:: PROBLEM DETAILS ::
Repeat, line for line, the entries below from the first line to the line containing "let mut opts", counting both ends.

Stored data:
______

#![deny(unsafe_code)]

use std::env;
use std::time::Duration;

use anyhow::Context;
use clap::Parser;
use log::trace;
use x11_clipboard_stack::clipboard_manager::{self, ContentMode};
use x11_clipboard_stack::SelectionType;
use x11_clipboard_stack_tools::clipboard_stack::Options;

fn manager_options(x: Options) -> clipboard_manager::Options {
    let mut opts = clipboard_manager::Options::new();
    opts.selection(if x.primary {
        SelectionType::Primary
    } else {
        SelectionType::Clipboard
    })
    .confirm_delay(Duration::from_millis(x.delay))
    .content_mode(if x.passthrough {
        ContentMode::Passthrough
    } else {
        ContentMode::Stack
    })
    .max_size(x.max_size)
    .display(x.display);
    opts
}

fn main() -> Result<(), anyhow::Error> {
    // Parse command-line options.
    let options = Options::parse();

    // The debug toggle gives at least info level, the same as a single -v.
    let debug = env::var_os("CLIPBOARD_STACK_DEBUG").is_some_and(|x| !x.is_empty());
    let verbose = if debug {
        options.verbose.max(1)
    } else {
        options.verbose
    };

    stderrlog::new()
        .verbosity(usize::from(verbose) + 1)
        .init()
        .unwrap();

    let options = manager_options(options);
    trace!("{:?}", options);

    options
        .run()
        .context("The clipboard manager stopped")?;

    Ok(())
}
#[path = "src/clipboard_stack.rs"]
mod clipboard_stack;

use std::error::Error;
use std::fs::{self, File};
use std::path::PathBuf;

use clap::{Command, CommandFactory};
use clap_complete::{generate_to, Shell};
use clap_mangen::Man;

const NAME: &str = "clipboard-stack";

fn output_dir(kind: &str) -> Result<PathBuf, Box<dyn Error>> {
    let dir = PathBuf::from(env!("CARGO_MANIFEST_DIR"))
        .join("../target")
        .join(kind);
    fs::create_dir_all(&dir)?;
    Ok(dir)
}

/// Writes the man page to `target/man` and shell completions to `target/completions`.
fn generate(cmd: &mut Command) -> Result<(), Box<dyn Error>> {
    let mut page = File::create(output_dir("man")?.join(format!("{NAME}.1")))?;
    Man::new(cmd.clone()).render(&mut page)?;

    let completions = output_dir("completions")?;
    for shell in [Shell::Bash, Shell::Fish, Shell::Zsh] {
        generate_to(shell, cmd, NAME, &completions)?;
    }

    Ok(())
}

fn main() {
    println!("cargo::rerun-if-changed=src/clipboard_stack.rs");

    let mut cmd = clipboard_stack::Options::command();
    cmd.set_bin_name(NAME);

    if let Err(err) = generate(&mut cmd) {
        println!("cargo::warning=error generating the man page and completions: {err}");
    }
}
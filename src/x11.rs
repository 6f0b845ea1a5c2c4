//! The X11 side of the protocol, implemented with x11rb.
//!
//! [`X11Owner`] and [`X11Reader`] each open their own connection and create their own unmapped
//! window. Keeping them apart means that owner change notifications received while the clipboard
//! is serving simply queue up for the spy, and conversion replies never get mixed up with
//! requests from peers.

use std::collections::{HashMap, VecDeque};
use std::sync::Arc;
use std::time::{Duration, Instant};

use log::{debug, trace, warn};
use rustix::event::{poll, PollFd, PollFlags};
use x11rb::connection::{Connection, RequestConnection};
use x11rb::protocol::xfixes::{self, ConnectionExt as _, SelectionEventMask};
use x11rb::protocol::xproto::{
    AtomEnum, ClientMessageEvent, ConnectionExt as _, CreateWindowAux, EventMask, PropMode,
    SelectionNotifyEvent, WindowClass, SELECTION_NOTIFY_EVENT,
};
use x11rb::protocol::Event;
use x11rb::rust_connection::RustConnection;
use x11rb::wrapper::ConnectionExt as _;
use x11rb::{COPY_DEPTH_FROM_PARENT, COPY_FROM_PARENT, CURRENT_TIME};

use crate::protocol::{
    Atom, ConfirmNotifier, Error, OwnerChange, Property, SelectionOwner, SelectionReader,
    SelectionRequest, ServerEvent, Window, NONE,
};
use crate::SelectionType;

/// `WM_NAME` of the selection owner window.
pub const OWNER_WINDOW_NAME: &str = "x11-clipboard-stack";

/// `WM_NAME` of the spy window.
pub const SPY_WINDOW_NAME: &str = "x11-clipboard-stack spy";

// Fixed part of a ChangeProperty request.
const CHANGE_PROPERTY_HEADER: usize = 24;

x11rb::atom_manager! {
    pub Atoms: AtomsCookie {
        CLIPBOARD,
        TARGETS,
        INCR,
        DATA: b"_X11_CLIPBOARD_STACK_DATA",
        CONFIRM: b"_X11_CLIPBOARD_STACK_CONFIRM",
    }
}

struct Session {
    conn: Arc<RustConnection>,
    screen_num: usize,
    atoms: Atoms,
    selection: Atom,
}

impl Session {
    fn connect(display: Option<&str>, selection: SelectionType) -> Result<Self, Error> {
        let (conn, screen_num) = RustConnection::connect(display).map_err(Error::XConnection)?;
        let atoms = Atoms::new(&conn)?.reply()?;

        let selection = match selection {
            SelectionType::Clipboard => atoms.CLIPBOARD,
            SelectionType::Primary => AtomEnum::PRIMARY.into(),
        };

        Ok(Self {
            conn: Arc::new(conn),
            screen_num,
            atoms,
            selection,
        })
    }

    fn create_window(&self, name: &str) -> Result<Window, Error> {
        let root = self.conn.setup().roots[self.screen_num].root;
        let window = self.conn.generate_id()?;

        self.conn.create_window(
            COPY_DEPTH_FROM_PARENT,
            window,
            root,
            0,
            0,
            1,
            1,
            0,
            WindowClass::INPUT_OUTPUT,
            COPY_FROM_PARENT,
            &CreateWindowAux::new().event_mask(EventMask::PROPERTY_CHANGE),
        )?;
        self.conn.change_property8(
            PropMode::REPLACE,
            window,
            AtomEnum::WM_NAME,
            AtomEnum::STRING,
            name.as_bytes(),
        )?;
        self.conn.flush()?;

        trace!("Created window {:#x} ({})", window, name);
        Ok(window)
    }

    fn current_owner(&self) -> Result<Window, Error> {
        Ok(self
            .conn
            .get_selection_owner(self.selection)?
            .reply()?
            .owner)
    }
}

/// Owns the selection on behalf of the [`Clipboard`](crate::clipboard::Clipboard).
pub struct X11Owner {
    session: Session,
    window: Window,
}

impl X11Owner {
    /// Connects to the X server (`$DISPLAY` if `display` is `None`) and creates the owner window.
    pub fn connect(display: Option<&str>, selection: SelectionType) -> Result<Self, Error> {
        let session = Session::connect(display, selection)?;
        let window = session.create_window(OWNER_WINDOW_NAME)?;

        Ok(Self { session, window })
    }

    fn translate(&self, event: Event) -> ServerEvent {
        let Session {
            atoms, selection, ..
        } = &self.session;

        match event {
            Event::SelectionRequest(ev)
                if ev.owner == self.window && ev.selection == *selection =>
            {
                ServerEvent::Request(SelectionRequest {
                    requestor: ev.requestor,
                    selection: ev.selection,
                    target: ev.target,
                    property: ev.property,
                    time: ev.time,
                })
            }
            Event::SelectionClear(ev) if ev.owner == self.window && ev.selection == *selection => {
                ServerEvent::Clear
            }
            Event::ClientMessage(ev)
                if ev.window == self.window && ev.type_ == atoms.CONFIRM && ev.format == 32 =>
            {
                ServerEvent::Confirm(ev.data.as_data32()[0])
            }
            Event::Error(err) => {
                // Usually a requestor window that went away before we replied.
                debug!("X11 error: {:?}", err);
                ServerEvent::Other
            }
            _ => ServerEvent::Other,
        }
    }
}

impl SelectionOwner for X11Owner {
    type Notifier = X11Notifier;

    #[inline]
    fn window(&self) -> Window {
        self.window
    }

    #[inline]
    fn targets_atom(&self) -> Atom {
        self.session.atoms.TARGETS
    }

    fn claim(&mut self) -> Result<(), Error> {
        let conn = &self.session.conn;
        conn.set_selection_owner(self.window, self.session.selection, CURRENT_TIME)?;

        if self.session.current_owner()? != self.window {
            warn!("Couldn't take the selection over");
        } else {
            trace!("Claimed the selection");
        }

        Ok(())
    }

    fn wait_for_event(&mut self) -> Result<ServerEvent, Error> {
        let event = self.session.conn.wait_for_event()?;
        Ok(self.translate(event))
    }

    fn reply(
        &mut self,
        request: &SelectionRequest,
        data: Option<&Property>,
    ) -> Result<(), Error> {
        let conn = &self.session.conn;

        let property = match data {
            Some(data) => {
                let destination = request.destination();
                conn.change_property(
                    PropMode::REPLACE,
                    request.requestor,
                    destination,
                    data.type_,
                    data.format,
                    data.len(),
                    &data.value,
                )?;
                destination
            }
            None => NONE,
        };

        let event = SelectionNotifyEvent {
            response_type: SELECTION_NOTIFY_EVENT,
            sequence: 0,
            time: request.time,
            requestor: request.requestor,
            selection: request.selection,
            target: request.target,
            property,
        };
        conn.send_event(false, request.requestor, EventMask::NO_EVENT, event)?;
        conn.flush()?;

        Ok(())
    }

    fn max_property_size(&self) -> usize {
        self.session
            .conn
            .maximum_request_bytes()
            .saturating_sub(CHANGE_PROPERTY_HEADER)
    }

    fn notifier(&self) -> X11Notifier {
        X11Notifier {
            conn: self.session.conn.clone(),
            window: self.window,
            message_type: self.session.atoms.CONFIRM,
        }
    }
}

/// Delivers confirmations as client messages to the owner window, so that they reach the serve
/// loop in order with everything else.
pub struct X11Notifier {
    conn: Arc<RustConnection>,
    window: Window,
    message_type: Atom,
}

impl ConfirmNotifier for X11Notifier {
    fn confirm(&self, generation: u32) {
        let event =
            ClientMessageEvent::new(32, self.window, self.message_type, [generation, 0, 0, 0, 0]);

        let result = self
            .conn
            .send_event(false, self.window, EventMask::NO_EVENT, event)
            .and_then(|_| self.conn.flush());

        if let Err(err) = result {
            warn!("Couldn't post the paste confirmation: {}", err);
        }
    }
}

/// Reads the selection from other clients on behalf of the [`Spy`](crate::spy::Spy).
pub struct X11Reader {
    session: Session,
    window: Window,
    max_size: usize,
    timeout: Duration,
    // Owner changes that arrived while waiting for a conversion.
    pending: VecDeque<OwnerChange>,
    names: HashMap<Atom, String>,
}

impl X11Reader {
    /// Connects to the X server (`$DISPLAY` if `display` is `None`), creates the spy window and
    /// subscribes to owner changes of the selection.
    ///
    /// Conversions are read up to `max_size` bytes and given up on after `timeout`.
    pub fn connect(
        display: Option<&str>,
        selection: SelectionType,
        max_size: usize,
        timeout: Duration,
    ) -> Result<Self, Error> {
        let session = Session::connect(display, selection)?;
        let conn = &session.conn;

        if conn
            .extension_information(xfixes::X11_EXTENSION_NAME)?
            .is_none()
        {
            return Err(Error::MissingExtension(xfixes::X11_EXTENSION_NAME));
        }
        // The server ignores XFixes requests until the version is negotiated.
        conn.xfixes_query_version(5, 0)?.reply()?;

        let window = session.create_window(SPY_WINDOW_NAME)?;
        conn.xfixes_select_selection_input(
            window,
            session.selection,
            SelectionEventMask::SET_SELECTION_OWNER,
        )?;
        conn.flush()?;

        Ok(Self {
            session,
            window,
            max_size,
            timeout,
            pending: VecDeque::new(),
            names: HashMap::new(),
        })
    }

    fn owner_change(&self, event: &Event) -> Option<OwnerChange> {
        match event {
            Event::XfixesSelectionNotify(ev) if ev.selection == self.session.selection => {
                Some(OwnerChange {
                    owner: ev.owner,
                    selection: ev.selection,
                })
            }
            _ => None,
        }
    }

    /// Returns the next event, or `None` once `deadline` passes.
    fn poll_event(&self, deadline: Instant) -> Result<Option<Event>, Error> {
        let conn = &self.session.conn;

        loop {
            if let Some(event) = conn.poll_for_event()? {
                return Ok(Some(event));
            }

            let remaining = deadline.saturating_duration_since(Instant::now());
            if remaining.is_zero() {
                return Ok(None);
            }

            let timeout = i32::try_from(remaining.as_millis())
                .unwrap_or(i32::MAX)
                .max(1);
            let mut fds = [PollFd::new(conn.stream(), PollFlags::IN)];
            match poll(&mut fds, timeout) {
                Ok(_) | Err(rustix::io::Errno::INTR) => (),
                Err(err) => return Err(Error::Poll(err.into())),
            }
        }
    }

    fn read_property(&self, property: Atom) -> Result<Option<Property>, Error> {
        let conn = &self.session.conn;

        let long_length = u32::try_from(self.max_size.div_ceil(4)).unwrap_or(u32::MAX);
        let reply = conn
            .get_property(false, self.window, property, AtomEnum::ANY, 0, long_length)?
            .reply()?;
        conn.delete_property(self.window, property)?;

        if reply.type_ == self.session.atoms.INCR {
            warn!("The owner wants an incremental transfer, which isn't supported");
            return Ok(None);
        }
        if reply.type_ == NONE {
            return Ok(None);
        }
        if reply.bytes_after > 0 {
            debug!("Truncated the data, {} bytes left over", reply.bytes_after);
        }

        Ok(Some(Property {
            type_: reply.type_,
            format: reply.format,
            value: reply.value,
        }))
    }
}

impl SelectionReader for X11Reader {
    #[inline]
    fn targets_atom(&self) -> Atom {
        self.session.atoms.TARGETS
    }

    fn wait_for_owner_change(&mut self) -> Result<OwnerChange, Error> {
        if let Some(change) = self.pending.pop_front() {
            return Ok(change);
        }

        loop {
            let event = self.session.conn.wait_for_event()?;
            if let Some(change) = self.owner_change(&event) {
                return Ok(change);
            }
        }
    }

    fn current_owner(&mut self) -> Result<Window, Error> {
        self.session.current_owner()
    }

    fn convert(&mut self, target: Atom) -> Result<Option<Property>, Error> {
        let selection = self.session.selection;
        {
            let conn = &self.session.conn;
            conn.convert_selection(
                self.window,
                selection,
                target,
                self.session.atoms.DATA,
                CURRENT_TIME,
            )?;
            conn.flush()?;
        }

        let deadline = Instant::now() + self.timeout;
        loop {
            let event = match self.poll_event(deadline)? {
                Some(event) => event,
                None => {
                    debug!("Timed out waiting for target {}", target);
                    return Ok(None);
                }
            };

            match event {
                Event::SelectionNotify(ev)
                    if ev.requestor == self.window
                        && ev.selection == selection
                        && ev.target == target =>
                {
                    if ev.property == NONE {
                        return Ok(None);
                    }
                    return self.read_property(ev.property);
                }
                event => {
                    if let Some(change) = self.owner_change(&event) {
                        self.pending.push_back(change);
                    }
                }
            }
        }
    }

    fn format_name(&mut self, format: Atom) -> Result<String, Error> {
        if let Some(name) = self.names.get(&format) {
            return Ok(name.clone());
        }

        let reply = self.session.conn.get_atom_name(format)?.reply()?;
        let name = String::from_utf8_lossy(&reply.name).into_owned();
        self.names.insert(format, name.clone());

        Ok(name)
    }
}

______

:: SOLUTION TO THE EXERCISE ::
#![deny(unsafe_code)]

use std::env;
use std::time::Duration;

use anyhow::Context;
use clap::Parser;
use log::trace;
use x11_clipboard_stack::clipboard_manager::{self, ContentMode};
use x11_clipboard_stack::SelectionType;
use x11_clipboard_stack_tools::clipboard_stack::Options;

fn manager_options(x: Options) -> clipboard_manager::Options {
    let mut opts = clipboard_manager::Options::new();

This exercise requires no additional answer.